D’abord, une mise au point : Nathalie Yamb a la nationalité suisse et non camerounaise (parce que la loi camerounaise ne permet pas de garder une double nationalité pour son cas). Moi, je suis Camerounais d’origine et de nationalité. Donc, qu’on n’analyse pas le soutien que je lui apporte parce que nous venons d’un même pays. Nous menons le même combat, avec les moyens et des stratégies différents, mais, ne dit-on pas que c’est la fin qui justifie les moyens ?
Nathalie Yamb que je connais, est comparable à nos mamans de l’UPC (Union des populations du Cameroun), dans le temps, qui avaient le rôle de gardiennes de la lutte que menaient les Um Nyobe, Moumié, Ouandié et autres, pour vaincre le système colonial qui oppressait tout le pays. Ces amazones ne participaient pas directement dans les combats en brousse, mais, elles aidaient à structurer la réflexion de ceux qui représentaient le mouvement au sein des instances nationales et internationales, sans oublier, le rôle maternel et féminin qui étaient le leur.
Bien sûr que la colonisation a encore quelques beaux restes, mais, elle est finissante. Et Nathalie Yamb fait partie des Africaines qui travaillent, activement, et efficacement, pour porter l’estocade finale à ce crime contre l’Afrique qui n’a que trop duré.

Je me souviens que, parce qu’il était horrifié sur ce qui s’écrivait sur lui, le président, Valéry Giscard d’Estaing, prit la lourde et fâcheuse décision de chasser de la France, en 1980, la revue, Afrique Asie, de Simon Malley, qui, se réfugia en Belgique. C’est François Mitterrand qui, arrivé au pouvoir en 1981, fit revenir la revue en France. La France peut se montrer violente à plusieurs égards alors qu’elle s’affiche comme la patrie des droits de l’homme. Elle a pourtant interdit de séjour Nathalie Yamb sur son sol. C’est quand même inimaginable d’en arriver là, en ce début de 21e siècle. Nathalie Yamb est juste une militante de la cause panafricaine. C’est, également, une décision disproportionnée qu’Alassane Ouattara avait prise en son temps de l’expulser de la Côte d’Ivoire, parce que la conseillère du parti Lider (Liberté et démocratie pour la République) empêchait son pouvoir de tourner en rond. C’est ainsi qu’elle est rentrée prématurément en Suisse, avant que la France, à son tour, ne lui ferme ses portes. Décidément, que se passe-t-il pour qu’elle soit autant pourchassée ?

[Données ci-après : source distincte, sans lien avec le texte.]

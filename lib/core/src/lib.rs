//! Core domain types and utilities for the EcoCycle client.
//!
//! This crate provides the foundational ID types and error handling
//! shared by the EcoCycle recycling-rewards web application.

pub mod error;
pub mod id;

pub use error::Result;
pub use id::{
    ChallengeId, ItemId, ParseIdError, PickupId, RecyclingEntryId, RewardId, UserId,
};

Je félicite Nathalie Yamb à qui le gouvernement burkinabé venait de remettre une décoration spéciale pour son appui à la cause défendue par ce pays à l’international. Je pense que le capitaine-président, Ibrahim Traoré, devrait la nommer ministre d’Etat-conseillère à la présidence du Faso pour qu’il bénéficie au plus près de ses conseils avisés.
A l’Union européenne, je dis ceci : on ne combat pas le paludisme en cassant le thermomètre. Lors d’une interview accordée à Afrique Education dans les années 2010, Michel Rocard m’avait dit que « La colonisation est finie ». Titre qui fut d’ailleurs la Une de la pleine page de couverture de ce numéro. Depuis cette date, l’eau a coulé sous les ponts avec l’installation (à la place de la France et parfois de l’Europe) de la Russie au Mali, au Niger, au Burkina Faso, au Tchad (avec le départ de l’armée française) et en Centrafrique. Au Sénégal, la France a été battue par les urnes, elle qui soutenait le troisième mandat de Macky Sall. J’espère qu’elle ne fera pas la même bêtise avec Alassane Ouattara qui n’a pas droit à un 4e mandat inconstitutionnel. Sont-ce les mauvais conseils de Nathalie Yamb à l’endroit du président français, qui ont abouti à ce désastre politique et diplomatique de la France en Afrique ? Que Non !

Que Madame Ursula von der Leyen lève cette interdiction honteuse qui ne fait que ternir (encore plus) l’image de son organisation. Que la France lève, aussi, de son côté, l’interdiction de circuler en Hexagone qui frappe Nathalie Yamb. Que l’UE et la France s’en prennent à Vladimir Poutine, le vrai et seul responsable de leur déculottée en Afrique de l’Ouest et du Centre. Qu’on laisse ma sœur Yamb tranquille et je termine en lui disant Courage Nathalie. On est ensemble comme on dit en Côte d’Ivoire. Car je peux t’assurer qu’il n’y a pas un seul Africain actuellement qui ne pense pas comme toi.
Professeur Paul TEDGA
Est docteur de l’Université de Paris 9 Dauphine (1988)
Auteur de sept ouvrages
Fondateur en France de la revue Afrique Education (1993).